Um im Konflikt voranzukommen, forderte der baden-württembergische Ministerpräsident Günther Oettinger (CDU) den Bund zum Einschreiten auf: "Bei einem Unternehmen, das dem Bund zu 100 Prozent gehört, kann die Regierung nicht so tun, als ob sie es nichts angeht, wenn dem Land und der Volkswirtschaft Schaden zugefügt wird."
Treffen in der Talkshow
Auf Kritik stößt indes, dass der GDL-Chef Schell und Bahn-Personalchefin Margret Suckale am Sonntagabend in der ARD-Talkshow "Anne Will" aufeinander treffen werden. Der Vize der Unionsfraktion im Bundestag, Hans-Peter Friedrich (CSU), sagte im Deutschlandradio Kultur: "Eine merkwürdige Situation, dass man bereit ist, sich vor laufende Kameras zu setzen und eine Talkshow zu machen, aber dass man das ernsthafte Gespräch hinter geschlossenen Türen verweigert. Das ist einigermaßen absurd."

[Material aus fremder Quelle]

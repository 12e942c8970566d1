#![deny(rust_2018_idioms)]
#![deny(clippy::all)]
#![allow(clippy::module_inception)]

pub mod cmark;
pub mod config;
pub mod corpus;
pub mod lint;
pub mod model;
pub mod report;

pub mod error {
    pub use anyhow::{Error, Result};
}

Am dritten Streiktag hatte die GDL den Schienenverkehr erneut vor allem in Ostdeutschland weitgehend lahmgelegt. Wie am Vortag fiel ein Großteil der S- und Regionalbahnen in den Ballungszentren aus.
Die Kunden hatten sich aber vorbereitet. Daher blieb größeres Chaos auf Bahnhöfen weitgehend aus. Bei der Wirtschaft hinterließ der Arbeitskampf weniger Spuren als befürchtet. Auto- und Stahlindustrie berichteten von nur geringen Beeinträchtigungen. In den Häfen stauten sich allerdings zahlreiche Container.
Die GDL will einen eigenständigen Tarifvertrag und eine deutliche Einkommenserhöhung für die Lokführer durchsetzen. Die Bahn hat bislang abgelehnt, ein von der GDL gefordertes verbessertes Angebot vorzulegen.